‘Lucy’s baby’ suggests famed human ancestor had a primitive brain

In 1974, the world was stunned by the discovery of “Lucy,” the partial skeleton of a human ancestor that walked upright—and still spent time in the trees—3.2 million years ago. Later discoveries revealed her species, scattered throughout eastern Africa, had brains bigger than chimpanzees. But a new study of an ancient toddler finds that the brains of Lucy’s kind were organized less like those of humans and more like those of chimps. That suggests the brains of our ancestors expanded before they reorganized in the ways that let us engage in more complex mental behaviors such as making tools and developing language. The remains also suggest Lucy’s species had a relatively long childhood—similar to modern humans—and that they would have needed parenting longer than their chimp relatives.

Anthropologists have made much of the fact that adult members of Lucy’s species—Australopithecus afarensis—had skulls 20% larger than a chimpanzee’s. Researchers have long debated what this meant for their brain power. Had the brains of these early hominins, or members of the human family, already reorganized by the time their kind was walking upright in Africa and—perhaps—hafting sharp stone tools 2.9 million to 3.9 million years ago? “There’s been a big debate about when the reorganization of the brain took place in the hominin lineage,” says University of Chicago paleoanthropologist Zeresenay Alemseged.

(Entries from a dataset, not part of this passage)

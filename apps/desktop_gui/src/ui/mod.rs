//! UI layer for desktop GUI: app shell, sign-in, the generation wizard,
//! the workspace views and profile settings.

pub mod app;
mod auth;
mod generation;
mod profile;
mod workspace;

pub use app::{AppPaths, DesktopGuiApp, PersistedDesktopSettings, SETTINGS_STORAGE_KEY};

To test this idea, an international team of paleoanthropologists used a synchrotron in Grenoble, France, to take super–high-resolution images of the deformed skull and teeth of an A. afarensis toddler, known as the Dikika child, which Alemseged discovered in Ethiopia in 2000.

The team zoomed in on the inside of the skull, where the brain leaves an imprint. They found that a fold in the tissue at the back of the brain, called the lunate sulcus, was in the same position as in a chimp, not a human brain where its position may have had some impact on complex mental function. Other features also showed “the brain imprint of A. afarensis is completely apelike,” says paleoanthropologist Philipp Gunz of the Max Planck Institute for Evolutionary Anthropology. Gunz spent 7 years doing the 3D reconstruction of the skull of Dikika and six other adult and juvenile members of the species.

High-resolution images of a toddler Australopithecus afarensis suggest its brain was organized like that of a chimpanzee.

Philipp Gunz/MPI EVA Leipzig

The team also painstakingly counted growth lines on the Dikika child’s teeth and found that it was 2.4 years old at the time of death. Its brain volume was about 275 milliliters, the same as for a chimp of the same age. A second skull was of similar age and size; both suggest A. afarensis’s brain grew at about the same rate as a chimp’s, the team reports today in Science Advances. To reach its adult brain size, A. afarensis therefore must have had a longer period of brain growth—or childhood—which is a hallmark of later humans, including us.

Those longer childhoods demand that mothers or other caretakers invest more energy in raising their offspring. “This suggests that a longer childhood emerged way before [our genus] Homo,” Alemseged says.

The new reconstructions of the Dikika skull are “exceptional,” says paleoanthropologist Steven Leigh of the University of Colorado, Boulder, who was not part of the study. But evolutionary neuroscientist Chet Sherwood of George Washington University cautions that because the study is based on skulls of only two juveniles and five adults, “one needs to be cautious.” And recent studies question how much differences on the surface of the brain actually correspond with rewiring of the brain and real functional change in different species, says neuroscientist and anthropologist Katerina Semendeferi of the University of California, San Diego. Nevertheless, both think the reconstructions are spectacular. And, Sherwood adds, these fossils are so rare that they’re “worth pursuing as much as possible.”